» What to work on
Below are records; please set down exactly the lines from the first through the one containing "let (mut ctx, _diagnostics)".

» Records
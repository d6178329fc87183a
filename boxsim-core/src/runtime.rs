use crate::analyzer::analyze_scene;
use crate::diagnostics::Diagnostics;
use crate::error::{Error, Result};
use crate::particle::Particle;
use crate::render::DrawRecord;
use crate::scene::{parse_scene, Scene, SpawnDecl};
use crate::simulation::{Simulation, MAX_PARTICLES};
use glam::Vec3;
use rand::rngs::StdRng;
use rand::{rng, Rng, SeedableRng};

/// A simulation plus the frame schedule from its scene.
#[derive(Debug, Clone)]
pub struct SimulationContext {
    pub simulation: Simulation,
    pub dt: f32,
    pub current_frame: u32,
    pub max_frames: u32,
}

/// Final state of a headless scene run
#[derive(Debug, Clone)]
pub struct SceneResult {
    pub frames: u32,
    pub elapsed: f64,
    pub particles: Vec<DrawRecord>,
    pub total_momentum: Vec3,
    pub kinetic_energy: f32,
}

/// Parse, analyze and run a scene to completion
pub fn run_scene(source: &str) -> Result<SceneResult> {
    let (mut ctx, _diagnostics) = build_simulation_context_from_source(source)?;
    while !step_simulation(&mut ctx) {}
    Ok(scene_result(&ctx))
}

/// Build a simulation from a parsed scene, spawning particles in file order.
pub fn build_simulation(scene: &Scene) -> Result<Simulation> {
    let mut simulation = Simulation::new(scene.params())?;
    if scene.particle_count() > MAX_PARTICLES {
        return Err(Error::InvalidParams(format!(
            "scene spawns more than {} particles",
            MAX_PARTICLES
        )));
    }

    for spawn in &scene.spawns {
        match spawn {
            SpawnDecl::Particle(decl) => {
                let particle = Particle::new(decl.position, decl.velocity, decl.mass, decl.color)?;
                simulation.add_particle(particle);
            }
            SpawnDecl::Random(decl) => {
                let seed = decl.seed.unwrap_or_else(|| rng().random());
                log::debug!("spawning {} random particles with seed {}", decl.count, seed);
                let mut spawn_rng = StdRng::seed_from_u64(seed);
                simulation.add_random_particles(decl.count, &mut spawn_rng);
            }
        }
    }

    Ok(simulation)
}

pub fn build_simulation_context(scene: &Scene) -> Result<SimulationContext> {
    Ok(SimulationContext {
        simulation: build_simulation(scene)?,
        dt: scene.simulate.dt,
        current_frame: 0,
        max_frames: scene.simulate.frames,
    })
}

/// Parse and analyze `source`, then build a context ready to step.
///
/// Analyzer errors abort the build; warnings are logged and returned.
pub fn build_simulation_context_from_source(
    source: &str,
) -> Result<(SimulationContext, Diagnostics)> {
    let scene = parse_scene(source)?;
    let diagnostics = analyze_scene(&scene);

    if diagnostics.has_errors() {
        let messages: Vec<String> = diagnostics.errors().map(|d| d.message.clone()).collect();
        return Err(Error::Analysis(messages.join("; ")));
    }
    for warning in diagnostics.warnings() {
        log::warn!("{}", warning.message);
    }

    let ctx = build_simulation_context(&scene)?;
    log::debug!(
        "built simulation: {} particles, dt = {}, {} frames",
        ctx.simulation.len(),
        ctx.dt,
        ctx.max_frames
    );
    Ok((ctx, diagnostics))
}

/// Advance one frame. Returns `true` once every frame has run.
pub fn step_simulation(ctx: &mut SimulationContext) -> bool {
    if ctx.current_frame >= ctx.max_frames {
        return true;
    }
    ctx.simulation.simulate(ctx.dt);
    ctx.current_frame += 1;
    ctx.current_frame >= ctx.max_frames
}

pub fn scene_result(ctx: &SimulationContext) -> SceneResult {
    SceneResult {
        frames: ctx.current_frame,
        elapsed: ctx.simulation.elapsed(),
        particles: ctx.simulation.draw_records(),
        total_momentum: ctx.simulation.total_momentum(),
        kinetic_energy: ctx.simulation.kinetic_energy(),
    }
}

» Response for this exercise
repository d6178329fc87183a
filename boxsim-core/src/runtime.rs
use crate::analyzer::analyze_scene;
use crate::diagnostics::Diagnostics;
use crate::error::{Error, Result};
use crate::particle::Particle;
use crate::render::DrawRecord;
use crate::scene::{parse_scene, Scene, SpawnDecl};
use crate::simulation::{Simulation, MAX_PARTICLES};
use glam::Vec3;
use rand::rngs::StdRng;
use rand::{rng, Rng, SeedableRng};

/// A simulation plus the frame schedule from its scene.
#[derive(Debug, Clone)]
pub struct SimulationContext {
    pub simulation: Simulation,
    pub dt: f32,
    pub current_frame: u32,
    pub max_frames: u32,
}

/// Final state of a headless scene run
#[derive(Debug, Clone)]
pub struct SceneResult {
    pub frames: u32,
    pub elapsed: f64,
    pub particles: Vec<DrawRecord>,
    pub total_momentum: Vec3,
    pub kinetic_energy: f32,
}

/// Parse, analyze and run a scene to completion
pub fn run_scene(source: &str) -> Result<SceneResult> {
    let (mut ctx, _diagnostics) = build_simulation_context_from_source(source)?;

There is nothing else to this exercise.